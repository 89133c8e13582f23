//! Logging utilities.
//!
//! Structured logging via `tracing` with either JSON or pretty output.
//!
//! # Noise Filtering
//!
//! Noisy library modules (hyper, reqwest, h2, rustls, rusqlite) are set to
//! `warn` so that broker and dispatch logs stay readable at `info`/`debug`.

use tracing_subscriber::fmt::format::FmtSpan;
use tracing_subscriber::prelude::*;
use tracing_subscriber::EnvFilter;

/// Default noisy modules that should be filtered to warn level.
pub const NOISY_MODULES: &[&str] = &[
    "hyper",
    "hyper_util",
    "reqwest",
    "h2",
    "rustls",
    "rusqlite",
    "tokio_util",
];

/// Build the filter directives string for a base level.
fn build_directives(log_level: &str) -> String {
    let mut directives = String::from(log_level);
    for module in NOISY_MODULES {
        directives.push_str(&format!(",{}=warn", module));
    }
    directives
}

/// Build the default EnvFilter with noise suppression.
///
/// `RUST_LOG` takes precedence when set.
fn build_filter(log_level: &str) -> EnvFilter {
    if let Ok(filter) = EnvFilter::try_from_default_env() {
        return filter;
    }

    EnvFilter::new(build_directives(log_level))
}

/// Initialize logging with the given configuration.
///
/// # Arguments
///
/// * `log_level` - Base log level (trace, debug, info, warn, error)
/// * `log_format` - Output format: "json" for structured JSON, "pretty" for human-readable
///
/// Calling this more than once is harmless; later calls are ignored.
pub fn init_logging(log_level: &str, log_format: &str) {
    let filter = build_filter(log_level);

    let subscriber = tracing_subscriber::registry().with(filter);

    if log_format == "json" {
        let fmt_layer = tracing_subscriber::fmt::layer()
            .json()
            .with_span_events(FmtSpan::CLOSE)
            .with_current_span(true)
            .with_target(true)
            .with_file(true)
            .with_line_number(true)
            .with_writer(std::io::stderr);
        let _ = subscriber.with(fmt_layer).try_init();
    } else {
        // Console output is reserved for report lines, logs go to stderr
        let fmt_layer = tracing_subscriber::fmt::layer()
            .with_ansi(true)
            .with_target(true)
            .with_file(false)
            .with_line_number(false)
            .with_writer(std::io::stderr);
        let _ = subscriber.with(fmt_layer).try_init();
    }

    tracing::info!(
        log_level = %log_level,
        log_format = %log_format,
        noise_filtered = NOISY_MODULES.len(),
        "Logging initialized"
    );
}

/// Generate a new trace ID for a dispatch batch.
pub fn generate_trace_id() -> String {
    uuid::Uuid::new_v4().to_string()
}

···

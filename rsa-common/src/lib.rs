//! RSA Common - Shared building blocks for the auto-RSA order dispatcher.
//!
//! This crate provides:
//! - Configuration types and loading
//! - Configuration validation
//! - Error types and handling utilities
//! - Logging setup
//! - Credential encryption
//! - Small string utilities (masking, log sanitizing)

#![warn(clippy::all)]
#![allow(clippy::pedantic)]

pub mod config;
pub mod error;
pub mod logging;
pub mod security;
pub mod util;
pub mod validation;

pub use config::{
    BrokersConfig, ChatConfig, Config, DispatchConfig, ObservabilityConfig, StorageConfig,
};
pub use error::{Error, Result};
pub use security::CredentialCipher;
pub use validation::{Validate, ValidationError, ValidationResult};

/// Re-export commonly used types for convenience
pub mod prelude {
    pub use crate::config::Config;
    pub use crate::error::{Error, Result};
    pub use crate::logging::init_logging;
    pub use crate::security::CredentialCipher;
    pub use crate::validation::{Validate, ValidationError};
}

···

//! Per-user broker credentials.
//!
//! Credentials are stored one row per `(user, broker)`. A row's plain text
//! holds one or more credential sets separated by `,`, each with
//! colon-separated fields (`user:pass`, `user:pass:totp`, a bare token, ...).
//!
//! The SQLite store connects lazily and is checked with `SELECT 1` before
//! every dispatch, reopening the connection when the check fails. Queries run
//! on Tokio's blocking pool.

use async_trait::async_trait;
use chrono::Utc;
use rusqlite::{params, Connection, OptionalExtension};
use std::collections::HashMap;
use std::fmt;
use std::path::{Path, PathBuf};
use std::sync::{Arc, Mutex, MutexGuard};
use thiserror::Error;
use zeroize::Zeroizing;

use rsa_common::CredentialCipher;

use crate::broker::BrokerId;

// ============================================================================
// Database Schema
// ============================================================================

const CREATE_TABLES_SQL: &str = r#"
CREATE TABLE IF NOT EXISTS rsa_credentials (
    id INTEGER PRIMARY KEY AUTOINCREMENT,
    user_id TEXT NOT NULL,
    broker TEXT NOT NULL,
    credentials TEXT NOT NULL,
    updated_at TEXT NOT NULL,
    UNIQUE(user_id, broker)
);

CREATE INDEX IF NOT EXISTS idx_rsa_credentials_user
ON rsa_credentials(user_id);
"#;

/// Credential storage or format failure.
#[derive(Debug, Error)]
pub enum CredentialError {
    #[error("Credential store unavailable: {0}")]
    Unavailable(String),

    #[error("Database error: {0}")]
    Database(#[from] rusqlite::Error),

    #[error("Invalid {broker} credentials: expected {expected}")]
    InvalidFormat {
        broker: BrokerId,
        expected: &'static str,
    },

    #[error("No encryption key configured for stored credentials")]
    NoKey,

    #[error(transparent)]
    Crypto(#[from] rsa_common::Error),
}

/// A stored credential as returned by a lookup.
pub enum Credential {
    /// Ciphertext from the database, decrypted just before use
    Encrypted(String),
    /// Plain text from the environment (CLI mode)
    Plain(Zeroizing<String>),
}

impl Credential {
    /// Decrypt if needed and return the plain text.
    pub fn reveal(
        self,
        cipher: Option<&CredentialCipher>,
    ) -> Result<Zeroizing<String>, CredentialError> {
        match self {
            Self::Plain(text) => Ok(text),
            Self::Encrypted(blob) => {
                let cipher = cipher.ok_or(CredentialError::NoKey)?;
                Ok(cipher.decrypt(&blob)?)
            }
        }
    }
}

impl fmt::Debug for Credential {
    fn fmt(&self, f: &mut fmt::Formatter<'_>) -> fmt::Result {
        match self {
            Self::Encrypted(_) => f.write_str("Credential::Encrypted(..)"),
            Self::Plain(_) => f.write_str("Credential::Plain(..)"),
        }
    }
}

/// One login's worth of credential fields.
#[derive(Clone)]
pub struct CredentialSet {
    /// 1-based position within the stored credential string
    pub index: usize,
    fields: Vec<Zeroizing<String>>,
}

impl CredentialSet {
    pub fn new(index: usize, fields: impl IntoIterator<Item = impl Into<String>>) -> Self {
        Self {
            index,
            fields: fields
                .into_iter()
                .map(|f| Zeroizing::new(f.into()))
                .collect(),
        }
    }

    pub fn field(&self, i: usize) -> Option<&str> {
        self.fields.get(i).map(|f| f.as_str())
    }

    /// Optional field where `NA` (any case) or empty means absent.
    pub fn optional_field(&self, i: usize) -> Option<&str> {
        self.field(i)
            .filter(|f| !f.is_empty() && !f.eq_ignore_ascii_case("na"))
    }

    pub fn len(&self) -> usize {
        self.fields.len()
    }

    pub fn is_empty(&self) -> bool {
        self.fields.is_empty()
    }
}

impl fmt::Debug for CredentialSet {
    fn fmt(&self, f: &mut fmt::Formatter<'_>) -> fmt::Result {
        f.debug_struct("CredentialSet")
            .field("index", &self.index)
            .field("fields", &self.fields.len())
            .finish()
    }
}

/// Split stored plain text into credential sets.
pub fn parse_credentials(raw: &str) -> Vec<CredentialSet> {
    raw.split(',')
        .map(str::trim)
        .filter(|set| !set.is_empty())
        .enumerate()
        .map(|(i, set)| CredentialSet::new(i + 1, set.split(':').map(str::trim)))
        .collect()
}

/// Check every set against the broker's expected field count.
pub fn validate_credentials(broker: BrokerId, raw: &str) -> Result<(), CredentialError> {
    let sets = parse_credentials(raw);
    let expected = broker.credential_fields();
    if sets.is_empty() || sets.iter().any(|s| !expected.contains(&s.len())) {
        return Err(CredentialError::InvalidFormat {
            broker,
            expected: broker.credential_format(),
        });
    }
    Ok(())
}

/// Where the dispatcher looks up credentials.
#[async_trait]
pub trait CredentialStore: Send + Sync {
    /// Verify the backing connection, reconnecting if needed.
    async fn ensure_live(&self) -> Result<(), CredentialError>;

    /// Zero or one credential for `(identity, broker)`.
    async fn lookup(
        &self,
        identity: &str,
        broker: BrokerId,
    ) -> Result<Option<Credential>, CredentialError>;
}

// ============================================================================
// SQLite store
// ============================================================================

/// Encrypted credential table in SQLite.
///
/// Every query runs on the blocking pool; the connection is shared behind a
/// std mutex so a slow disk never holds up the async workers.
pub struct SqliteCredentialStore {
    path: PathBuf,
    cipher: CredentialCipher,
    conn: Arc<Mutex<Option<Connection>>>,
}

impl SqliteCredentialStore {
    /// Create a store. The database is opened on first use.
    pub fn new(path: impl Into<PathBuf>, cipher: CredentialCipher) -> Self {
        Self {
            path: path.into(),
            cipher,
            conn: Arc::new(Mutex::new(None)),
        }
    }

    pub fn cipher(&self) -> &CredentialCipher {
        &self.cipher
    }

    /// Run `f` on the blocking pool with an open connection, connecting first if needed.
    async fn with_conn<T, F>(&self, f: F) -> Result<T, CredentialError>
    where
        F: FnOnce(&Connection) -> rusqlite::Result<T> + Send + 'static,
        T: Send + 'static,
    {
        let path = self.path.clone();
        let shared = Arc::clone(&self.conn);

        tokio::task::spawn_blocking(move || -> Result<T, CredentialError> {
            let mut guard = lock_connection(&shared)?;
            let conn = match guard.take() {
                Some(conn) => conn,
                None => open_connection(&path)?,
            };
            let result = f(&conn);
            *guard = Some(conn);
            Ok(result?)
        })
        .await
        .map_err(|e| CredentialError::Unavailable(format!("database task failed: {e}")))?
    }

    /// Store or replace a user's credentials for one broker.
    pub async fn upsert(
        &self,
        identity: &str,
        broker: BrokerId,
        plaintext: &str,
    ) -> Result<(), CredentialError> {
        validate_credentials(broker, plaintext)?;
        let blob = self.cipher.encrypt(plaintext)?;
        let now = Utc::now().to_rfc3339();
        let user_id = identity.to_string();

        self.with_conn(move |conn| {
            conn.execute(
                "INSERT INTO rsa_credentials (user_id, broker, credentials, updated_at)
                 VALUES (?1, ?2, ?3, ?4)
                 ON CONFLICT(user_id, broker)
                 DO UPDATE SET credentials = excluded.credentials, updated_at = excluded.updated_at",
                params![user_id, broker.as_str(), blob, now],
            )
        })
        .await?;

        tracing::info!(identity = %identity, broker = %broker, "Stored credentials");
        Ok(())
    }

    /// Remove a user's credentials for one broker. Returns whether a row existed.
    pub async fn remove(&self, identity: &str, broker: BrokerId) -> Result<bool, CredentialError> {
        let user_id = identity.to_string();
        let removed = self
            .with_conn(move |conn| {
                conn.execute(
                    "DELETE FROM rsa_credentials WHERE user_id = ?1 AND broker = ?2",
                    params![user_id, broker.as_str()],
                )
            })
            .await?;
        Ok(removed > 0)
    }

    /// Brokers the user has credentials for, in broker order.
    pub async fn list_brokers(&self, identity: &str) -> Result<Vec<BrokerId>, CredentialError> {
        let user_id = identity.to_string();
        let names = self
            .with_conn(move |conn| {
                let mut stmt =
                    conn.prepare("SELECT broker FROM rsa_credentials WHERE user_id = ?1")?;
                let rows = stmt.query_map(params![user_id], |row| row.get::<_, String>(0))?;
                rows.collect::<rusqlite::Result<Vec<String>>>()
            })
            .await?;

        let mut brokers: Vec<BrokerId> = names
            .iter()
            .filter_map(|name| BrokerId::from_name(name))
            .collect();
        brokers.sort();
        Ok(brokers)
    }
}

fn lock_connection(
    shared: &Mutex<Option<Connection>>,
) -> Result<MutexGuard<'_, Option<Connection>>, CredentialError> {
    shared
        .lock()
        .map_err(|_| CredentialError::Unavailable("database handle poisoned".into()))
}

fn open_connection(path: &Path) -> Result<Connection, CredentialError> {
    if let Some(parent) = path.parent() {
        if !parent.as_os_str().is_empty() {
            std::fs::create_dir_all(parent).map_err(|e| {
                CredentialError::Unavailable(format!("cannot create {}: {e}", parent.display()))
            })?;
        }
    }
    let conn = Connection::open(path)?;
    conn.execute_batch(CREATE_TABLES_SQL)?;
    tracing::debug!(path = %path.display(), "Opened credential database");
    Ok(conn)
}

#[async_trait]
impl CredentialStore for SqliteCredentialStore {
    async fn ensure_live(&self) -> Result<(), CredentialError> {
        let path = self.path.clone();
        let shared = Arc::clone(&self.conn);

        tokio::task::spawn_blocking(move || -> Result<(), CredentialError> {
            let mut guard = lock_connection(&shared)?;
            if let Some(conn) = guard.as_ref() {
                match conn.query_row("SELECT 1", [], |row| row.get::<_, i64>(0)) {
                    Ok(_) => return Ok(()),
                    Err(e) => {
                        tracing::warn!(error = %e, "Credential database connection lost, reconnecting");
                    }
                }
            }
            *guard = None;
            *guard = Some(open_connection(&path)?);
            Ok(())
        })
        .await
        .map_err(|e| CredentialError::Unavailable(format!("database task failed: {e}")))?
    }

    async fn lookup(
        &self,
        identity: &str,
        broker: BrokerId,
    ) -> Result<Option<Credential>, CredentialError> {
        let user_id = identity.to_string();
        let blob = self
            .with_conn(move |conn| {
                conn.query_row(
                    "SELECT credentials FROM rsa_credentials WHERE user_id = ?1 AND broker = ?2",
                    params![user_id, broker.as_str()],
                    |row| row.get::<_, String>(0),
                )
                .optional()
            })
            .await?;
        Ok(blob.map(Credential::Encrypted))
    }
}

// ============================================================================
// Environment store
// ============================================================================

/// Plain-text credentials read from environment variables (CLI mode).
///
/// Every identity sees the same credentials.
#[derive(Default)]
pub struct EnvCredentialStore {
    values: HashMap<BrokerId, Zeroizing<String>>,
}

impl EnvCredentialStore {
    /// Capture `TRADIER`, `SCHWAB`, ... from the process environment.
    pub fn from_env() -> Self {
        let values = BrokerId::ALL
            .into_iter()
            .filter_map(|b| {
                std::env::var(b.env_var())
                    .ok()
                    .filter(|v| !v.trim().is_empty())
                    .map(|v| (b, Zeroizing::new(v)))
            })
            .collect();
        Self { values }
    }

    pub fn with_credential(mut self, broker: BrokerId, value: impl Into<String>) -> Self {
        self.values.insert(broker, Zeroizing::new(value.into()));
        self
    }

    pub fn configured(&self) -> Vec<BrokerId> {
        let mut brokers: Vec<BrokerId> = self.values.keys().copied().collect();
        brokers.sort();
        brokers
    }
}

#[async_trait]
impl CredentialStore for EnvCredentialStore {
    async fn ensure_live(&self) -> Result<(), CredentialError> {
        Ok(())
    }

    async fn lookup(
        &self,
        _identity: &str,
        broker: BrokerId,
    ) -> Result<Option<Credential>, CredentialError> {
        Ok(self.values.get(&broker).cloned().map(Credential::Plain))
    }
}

···

**Activity**:
Looking at the data above, say how many lines include the string "security" and add nothing.

**Solution for this exercise**:
3